TAKALAR – Kasus yang tengah menjadi perhatian publik di Sulawesi Selatan ini bermula dari beredarnya sebuah karikatur yang menggambarkan seorang pejabat daerah yang diduga Sekretaris Daerah (Sekda) Takalar tengah memerintahkan bawahannya untuk membungkam media agar tidak terus mengkritiknya.
Karikatur tersebut diunggah oleh seorang warga melalui media sosial dan dengan cepat viral di kalangan masyarakat.
Unggahan ini memicu kontroversi luas dan berujung pada pelaporan sang pengunggah ke pihak kepolisian oleh Sekda Takalar.
Langkah hukum yang diambil pejabat publik tersebut menuai pro dan kontra. Sebagian kalangan menilai karikatur tersebut merupakan bentuk kritik sosial yang wajar dan sah dalam negara demokrasi, bukan merupakan penghinaan personal.

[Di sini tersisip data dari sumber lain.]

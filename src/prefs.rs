use crate::{language::Language, logging::Logger, theme::Theme};
use serde_json::json;
use std::{cell::RefCell, collections::HashMap, rc::Rc};
use thiserror::Error;

pub const LANGUAGE_KEY: &str = "preferred-language";
pub const THEME_KEY: &str = "preferred-theme";

#[derive(Debug, Error, PartialEq, Eq)]
pub enum StoreError {
    #[error("preference storage is unavailable")]
    Unavailable,
    #[error("preference storage rejected write to {key}: {reason}")]
    WriteRejected { key: String, reason: String },
}

pub trait PreferenceStore {
    fn get(&self, key: &str) -> Option<String>;
    fn set(&self, key: &str, value: &str) -> Result<(), StoreError>;
}

#[derive(Default)]
pub struct MemoryStore {
    entries: RefCell<HashMap<String, String>>,
}

impl MemoryStore {
    pub fn new() -> Self {
        Self::default()
    }
}

impl PreferenceStore for MemoryStore {
    fn get(&self, key: &str) -> Option<String> {
        self.entries.borrow().get(key).cloned()
    }

    fn set(&self, key: &str, value: &str) -> Result<(), StoreError> {
        self.entries
            .borrow_mut()
            .insert(key.to_string(), value.to_string());
        Ok(())
    }
}

#[derive(Clone)]
pub struct Preferences {
    store: Rc<dyn PreferenceStore>,
    logger: Logger,
}

impl Preferences {
    pub fn new(store: Rc<dyn PreferenceStore>, logger: Logger) -> Self {
        Self { store, logger }
    }

    pub fn stored_language(&self) -> Option<String> {
        self.store.get(LANGUAGE_KEY)
    }

    pub fn persist_language(&self, language: Language) {
        self.write(LANGUAGE_KEY, language.as_str());
    }

    pub fn stored_theme(&self) -> Option<String> {
        self.store.get(THEME_KEY)
    }

    pub fn persist_theme(&self, theme: Theme) {
        self.write(THEME_KEY, theme.as_str());
    }

    fn write(&self, key: &str, value: &str) {
        if let Err(err) = self.store.set(key, value) {
            self.logger.warn(
                "preference_write_failed",
                json!({ "key": key, "error": err.to_string() }),
            );
        }
    }
}
use crate::{dom::Dom, page::PageModel, prefs::Preferences};

#[derive(Clone, Copy, Debug, PartialEq, Eq, Default)]
pub enum Theme {
    #[default]
    Light,
    Dark,
}

impl Theme {
    pub fn as_str(self) -> &'static str {
        match self {
            Self::Light => "light",
            Self::Dark => "dark",
        }
    }

    pub fn from_str(value: &str) -> Option<Self> {
        match value {
            "light" => Some(Self::Light),
            "dark" => Some(Self::Dark),
            _ => None,
        }
    }

    pub fn toggled(self) -> Self {
        match self {
            Self::Light => Self::Dark,
            Self::Dark => Self::Light,
        }
    }
}

pub struct ThemeManager<E> {
    current: Theme,
    toggles: Vec<E>,
    prefs: Preferences,
}

impl<E: Clone> ThemeManager<E> {
    pub fn new<D: Dom<Element = E>>(dom: &D, page: &PageModel<E>, prefs: Preferences) -> Self {
        let mut manager = Self {
            current: Theme::default(),
            toggles: page.theme_toggles.clone(),
            prefs,
        };
        manager.load_saved_theme(dom);
        manager
    }

    pub fn current(&self) -> Theme {
        self.current
    }

    pub fn toggles(&self) -> &[E] {
        &self.toggles
    }

    pub fn load_saved_theme<D: Dom<Element = E>>(&mut self, dom: &D) {
        if let Some(saved) = self.prefs.stored_theme().as_deref().and_then(Theme::from_str) {
            self.set_theme(dom, saved);
        }
    }

    pub fn set_theme<D: Dom<Element = E>>(&mut self, dom: &D, theme: Theme) {
        self.current = theme;
        if let Some(root) = dom.root() {
            dom.set_attribute(&root, "data-theme", theme.as_str());
        }
        self.prefs.persist_theme(theme);
    }

    pub fn toggle_theme<D: Dom<Element = E>>(&mut self, dom: &D) {
        let next = self.current.toggled();
        self.set_theme(dom, next);
    }
}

Dalam proses penyidikan, Pakar Hukum Pidana dari Universitas Hasanuddin (Unhas), Prof. Amir Ilyas, dimintai keterangan sebagai saksi ahli.
Ia menilai bahwa unggahan karikatur oleh tersangka SL telah menyerang kehormatan pribadi Sekda Takalar, Muhammad Hasbi.
“Kalau saya lihat gambar itu, memang disebarkan oleh saudara SL. Kalau inti kontennya sih, menyerang kehormatan individu, jadi bisa menimbulkan permusuhan, apalagi dikaitkan dengan kata-kata STPDN,” ujar Prof Amir kepada pada media, pada Selasa (1/7/2025).
Amir juga menyebut bahwa unggahan semacam itu bisa dijerat dengan Pasal 27 dan Pasal 28 Undang-Undang Nomor 1 Tahun 2024 tentang Informasi dan Transaksi Elektronik (ITE).
Menurutnya, unggahan tersebut bukan bentuk kritik, melainkan tindakan yang merendahkan martabat seseorang.
Pandangan itu tentu layak dihargai sebagai sudut pandang akademik. Namun, aktivis penggiat demokrasi Sulsel, Andi Iksan, mengingatkan bahwa pendapat seorang ahli pidana tidak otomatis menjadi legitimasi hukum yang final dan mengikat.
“Kita harus paham, dalam sistem hukum yang sehat, keputusan soal pidana atau tidaknya sebuah tindakan hanya bisa ditentukan oleh lembaga peradilan, bukan opini seorang akademisi,” ujar Iksan Pada Jumat (04/07/25).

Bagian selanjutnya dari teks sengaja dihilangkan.